WHAT IS EXPECTED: Up to and including the line with "displayed row point", please reproduce the lines below exactly, beginning with the first.

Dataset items
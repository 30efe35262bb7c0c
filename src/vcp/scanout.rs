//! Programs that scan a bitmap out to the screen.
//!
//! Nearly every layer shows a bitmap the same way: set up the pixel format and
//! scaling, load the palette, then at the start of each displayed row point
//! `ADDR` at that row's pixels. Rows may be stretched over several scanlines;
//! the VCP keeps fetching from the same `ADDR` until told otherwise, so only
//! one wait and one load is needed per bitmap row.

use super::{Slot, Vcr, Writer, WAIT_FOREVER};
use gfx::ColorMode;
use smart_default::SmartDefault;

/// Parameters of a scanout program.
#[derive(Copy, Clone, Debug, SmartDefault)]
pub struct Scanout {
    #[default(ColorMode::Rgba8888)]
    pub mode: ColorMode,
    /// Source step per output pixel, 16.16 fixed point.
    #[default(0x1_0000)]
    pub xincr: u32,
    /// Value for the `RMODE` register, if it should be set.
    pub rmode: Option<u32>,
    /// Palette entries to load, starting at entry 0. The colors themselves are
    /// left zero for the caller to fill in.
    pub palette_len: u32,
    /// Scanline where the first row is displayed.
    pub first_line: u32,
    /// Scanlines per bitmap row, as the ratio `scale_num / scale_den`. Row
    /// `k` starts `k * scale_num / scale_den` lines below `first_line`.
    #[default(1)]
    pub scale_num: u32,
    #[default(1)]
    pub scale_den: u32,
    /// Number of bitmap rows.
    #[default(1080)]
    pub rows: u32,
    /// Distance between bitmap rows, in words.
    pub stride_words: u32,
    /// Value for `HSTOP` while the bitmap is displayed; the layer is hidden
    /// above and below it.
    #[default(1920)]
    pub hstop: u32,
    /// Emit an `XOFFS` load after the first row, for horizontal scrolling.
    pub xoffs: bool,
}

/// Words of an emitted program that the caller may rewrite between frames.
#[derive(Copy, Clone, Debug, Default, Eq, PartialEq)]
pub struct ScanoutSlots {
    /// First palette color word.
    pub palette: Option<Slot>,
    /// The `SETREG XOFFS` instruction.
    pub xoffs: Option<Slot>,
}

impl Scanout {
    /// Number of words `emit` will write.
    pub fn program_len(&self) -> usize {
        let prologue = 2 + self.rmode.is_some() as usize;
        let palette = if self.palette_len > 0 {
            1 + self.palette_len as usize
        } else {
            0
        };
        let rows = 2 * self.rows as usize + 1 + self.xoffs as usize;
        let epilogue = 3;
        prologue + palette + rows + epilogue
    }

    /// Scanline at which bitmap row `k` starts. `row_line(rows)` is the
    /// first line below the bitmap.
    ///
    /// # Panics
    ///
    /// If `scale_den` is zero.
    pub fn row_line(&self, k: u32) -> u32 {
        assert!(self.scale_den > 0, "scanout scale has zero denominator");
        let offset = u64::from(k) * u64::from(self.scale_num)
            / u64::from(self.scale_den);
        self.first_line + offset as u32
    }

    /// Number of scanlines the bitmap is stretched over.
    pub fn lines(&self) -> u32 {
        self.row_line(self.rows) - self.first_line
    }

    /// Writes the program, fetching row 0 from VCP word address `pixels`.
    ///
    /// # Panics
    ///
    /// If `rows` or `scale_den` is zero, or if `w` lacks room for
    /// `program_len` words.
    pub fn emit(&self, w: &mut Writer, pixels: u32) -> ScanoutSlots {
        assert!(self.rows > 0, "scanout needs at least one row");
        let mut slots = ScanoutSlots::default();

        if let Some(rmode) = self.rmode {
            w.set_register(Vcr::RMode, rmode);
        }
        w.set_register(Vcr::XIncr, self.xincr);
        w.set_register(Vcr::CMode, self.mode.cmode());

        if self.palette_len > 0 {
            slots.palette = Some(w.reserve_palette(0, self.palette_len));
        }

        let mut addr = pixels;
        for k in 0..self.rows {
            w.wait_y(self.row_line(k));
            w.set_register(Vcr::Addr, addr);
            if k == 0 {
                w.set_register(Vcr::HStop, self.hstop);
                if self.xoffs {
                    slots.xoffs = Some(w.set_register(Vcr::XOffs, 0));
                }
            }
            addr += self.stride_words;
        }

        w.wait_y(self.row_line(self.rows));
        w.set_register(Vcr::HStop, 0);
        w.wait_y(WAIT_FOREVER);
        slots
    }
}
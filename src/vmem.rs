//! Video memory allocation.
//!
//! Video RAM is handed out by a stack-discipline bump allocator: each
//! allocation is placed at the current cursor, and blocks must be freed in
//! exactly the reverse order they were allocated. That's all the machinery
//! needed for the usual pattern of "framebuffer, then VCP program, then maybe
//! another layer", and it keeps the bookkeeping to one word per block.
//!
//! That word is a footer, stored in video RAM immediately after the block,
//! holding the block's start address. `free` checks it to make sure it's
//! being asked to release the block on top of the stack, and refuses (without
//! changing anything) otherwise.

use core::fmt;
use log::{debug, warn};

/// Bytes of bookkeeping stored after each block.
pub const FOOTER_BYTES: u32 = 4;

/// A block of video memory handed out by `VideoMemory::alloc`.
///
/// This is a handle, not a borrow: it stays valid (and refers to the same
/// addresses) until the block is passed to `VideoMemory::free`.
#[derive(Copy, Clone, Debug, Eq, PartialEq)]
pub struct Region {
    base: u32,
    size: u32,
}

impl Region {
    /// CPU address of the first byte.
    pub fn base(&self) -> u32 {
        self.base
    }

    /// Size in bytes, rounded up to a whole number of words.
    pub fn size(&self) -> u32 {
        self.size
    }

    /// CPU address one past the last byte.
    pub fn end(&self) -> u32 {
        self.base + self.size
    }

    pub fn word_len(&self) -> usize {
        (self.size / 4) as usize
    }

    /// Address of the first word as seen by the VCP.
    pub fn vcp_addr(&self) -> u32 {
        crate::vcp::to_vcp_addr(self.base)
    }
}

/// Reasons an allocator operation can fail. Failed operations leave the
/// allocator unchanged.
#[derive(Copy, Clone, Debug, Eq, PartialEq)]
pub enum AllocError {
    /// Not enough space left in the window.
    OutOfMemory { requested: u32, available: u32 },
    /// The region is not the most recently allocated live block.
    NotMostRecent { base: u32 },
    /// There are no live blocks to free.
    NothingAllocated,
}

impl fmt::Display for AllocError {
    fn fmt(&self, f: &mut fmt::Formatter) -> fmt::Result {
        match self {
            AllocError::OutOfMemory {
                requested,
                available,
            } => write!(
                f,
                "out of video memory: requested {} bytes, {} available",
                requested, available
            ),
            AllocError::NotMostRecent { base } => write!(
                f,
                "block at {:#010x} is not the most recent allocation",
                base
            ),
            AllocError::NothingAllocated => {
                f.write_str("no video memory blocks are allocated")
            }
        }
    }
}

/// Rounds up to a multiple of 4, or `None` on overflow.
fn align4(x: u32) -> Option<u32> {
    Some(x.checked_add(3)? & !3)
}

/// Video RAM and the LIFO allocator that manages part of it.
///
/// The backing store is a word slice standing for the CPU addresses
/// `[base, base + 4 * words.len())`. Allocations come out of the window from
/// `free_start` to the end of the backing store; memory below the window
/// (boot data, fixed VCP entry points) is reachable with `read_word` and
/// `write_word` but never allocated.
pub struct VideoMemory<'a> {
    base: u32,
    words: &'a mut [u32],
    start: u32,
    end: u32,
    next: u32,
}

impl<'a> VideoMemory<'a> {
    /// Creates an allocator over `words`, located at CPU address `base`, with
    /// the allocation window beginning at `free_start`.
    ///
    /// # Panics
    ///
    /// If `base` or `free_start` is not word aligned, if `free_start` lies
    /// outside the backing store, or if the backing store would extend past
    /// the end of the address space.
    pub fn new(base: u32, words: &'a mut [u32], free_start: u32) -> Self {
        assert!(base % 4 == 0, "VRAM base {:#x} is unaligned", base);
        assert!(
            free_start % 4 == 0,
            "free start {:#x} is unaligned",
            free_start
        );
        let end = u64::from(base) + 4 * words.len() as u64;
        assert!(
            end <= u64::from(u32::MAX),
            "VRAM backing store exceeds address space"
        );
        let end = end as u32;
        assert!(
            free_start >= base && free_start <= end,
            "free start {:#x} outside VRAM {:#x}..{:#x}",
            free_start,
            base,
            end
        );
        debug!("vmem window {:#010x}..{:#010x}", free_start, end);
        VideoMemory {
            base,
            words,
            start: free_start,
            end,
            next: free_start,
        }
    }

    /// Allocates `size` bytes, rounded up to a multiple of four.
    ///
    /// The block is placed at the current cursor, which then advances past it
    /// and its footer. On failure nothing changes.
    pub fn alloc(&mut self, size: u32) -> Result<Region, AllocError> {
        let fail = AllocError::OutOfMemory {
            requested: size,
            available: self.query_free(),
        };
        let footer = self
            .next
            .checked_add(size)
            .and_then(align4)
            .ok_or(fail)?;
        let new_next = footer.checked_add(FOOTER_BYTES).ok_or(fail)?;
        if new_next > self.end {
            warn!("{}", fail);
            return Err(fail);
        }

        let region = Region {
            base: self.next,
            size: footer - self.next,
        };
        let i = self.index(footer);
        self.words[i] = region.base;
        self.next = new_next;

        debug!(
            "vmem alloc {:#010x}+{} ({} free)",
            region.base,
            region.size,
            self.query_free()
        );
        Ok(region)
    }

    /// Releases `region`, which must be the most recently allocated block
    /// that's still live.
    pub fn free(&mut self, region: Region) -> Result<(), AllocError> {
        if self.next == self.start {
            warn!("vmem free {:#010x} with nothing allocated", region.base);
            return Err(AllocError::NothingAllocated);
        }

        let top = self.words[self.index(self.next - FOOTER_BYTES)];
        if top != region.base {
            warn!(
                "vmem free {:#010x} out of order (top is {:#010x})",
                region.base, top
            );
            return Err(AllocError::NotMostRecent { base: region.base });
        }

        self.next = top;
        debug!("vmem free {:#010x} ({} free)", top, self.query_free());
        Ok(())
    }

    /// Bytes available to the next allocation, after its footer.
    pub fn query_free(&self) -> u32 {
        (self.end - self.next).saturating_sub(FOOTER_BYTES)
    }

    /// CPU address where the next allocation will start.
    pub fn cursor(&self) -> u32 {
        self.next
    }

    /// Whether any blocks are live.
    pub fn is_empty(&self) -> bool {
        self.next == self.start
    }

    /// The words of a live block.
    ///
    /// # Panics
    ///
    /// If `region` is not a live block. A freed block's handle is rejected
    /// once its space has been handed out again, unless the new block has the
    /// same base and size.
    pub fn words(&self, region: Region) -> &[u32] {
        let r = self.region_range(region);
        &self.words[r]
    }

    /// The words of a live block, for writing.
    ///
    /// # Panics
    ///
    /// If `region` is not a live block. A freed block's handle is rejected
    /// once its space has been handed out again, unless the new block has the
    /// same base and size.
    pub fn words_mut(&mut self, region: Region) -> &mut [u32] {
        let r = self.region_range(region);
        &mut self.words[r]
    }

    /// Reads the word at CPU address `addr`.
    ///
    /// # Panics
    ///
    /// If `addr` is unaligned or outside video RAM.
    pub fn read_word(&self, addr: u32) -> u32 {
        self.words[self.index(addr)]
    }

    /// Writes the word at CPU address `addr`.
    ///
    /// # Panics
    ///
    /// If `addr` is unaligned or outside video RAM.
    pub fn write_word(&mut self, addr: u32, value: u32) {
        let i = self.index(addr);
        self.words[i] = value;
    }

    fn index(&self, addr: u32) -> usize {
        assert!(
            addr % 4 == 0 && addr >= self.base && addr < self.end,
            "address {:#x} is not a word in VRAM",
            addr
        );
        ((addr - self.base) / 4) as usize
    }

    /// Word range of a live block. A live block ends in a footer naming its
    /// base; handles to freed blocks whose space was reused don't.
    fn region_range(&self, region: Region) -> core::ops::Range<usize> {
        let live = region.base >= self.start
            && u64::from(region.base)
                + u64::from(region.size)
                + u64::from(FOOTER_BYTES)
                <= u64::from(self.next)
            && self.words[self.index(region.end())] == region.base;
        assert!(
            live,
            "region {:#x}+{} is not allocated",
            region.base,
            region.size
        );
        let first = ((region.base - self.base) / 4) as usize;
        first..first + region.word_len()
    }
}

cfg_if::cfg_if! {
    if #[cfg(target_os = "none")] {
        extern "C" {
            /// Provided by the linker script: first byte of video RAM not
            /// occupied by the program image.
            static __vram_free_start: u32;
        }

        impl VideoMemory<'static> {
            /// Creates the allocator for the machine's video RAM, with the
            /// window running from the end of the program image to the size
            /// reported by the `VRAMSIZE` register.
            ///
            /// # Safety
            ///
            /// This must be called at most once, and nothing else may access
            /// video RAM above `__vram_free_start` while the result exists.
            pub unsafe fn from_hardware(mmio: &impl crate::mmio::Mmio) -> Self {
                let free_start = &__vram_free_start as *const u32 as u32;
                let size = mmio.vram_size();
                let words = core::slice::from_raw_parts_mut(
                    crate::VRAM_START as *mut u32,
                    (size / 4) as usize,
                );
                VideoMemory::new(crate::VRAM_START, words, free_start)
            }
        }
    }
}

ANSWER FOR THE TASK:
repository 30efe35262bb7c0c
filename src/vcp/scanout.rs
//! Programs that scan a bitmap out to the screen.
//!
//! Nearly every layer shows a bitmap the same way: set up the pixel format and
//! scaling, load the palette, then at the start of each displayed row point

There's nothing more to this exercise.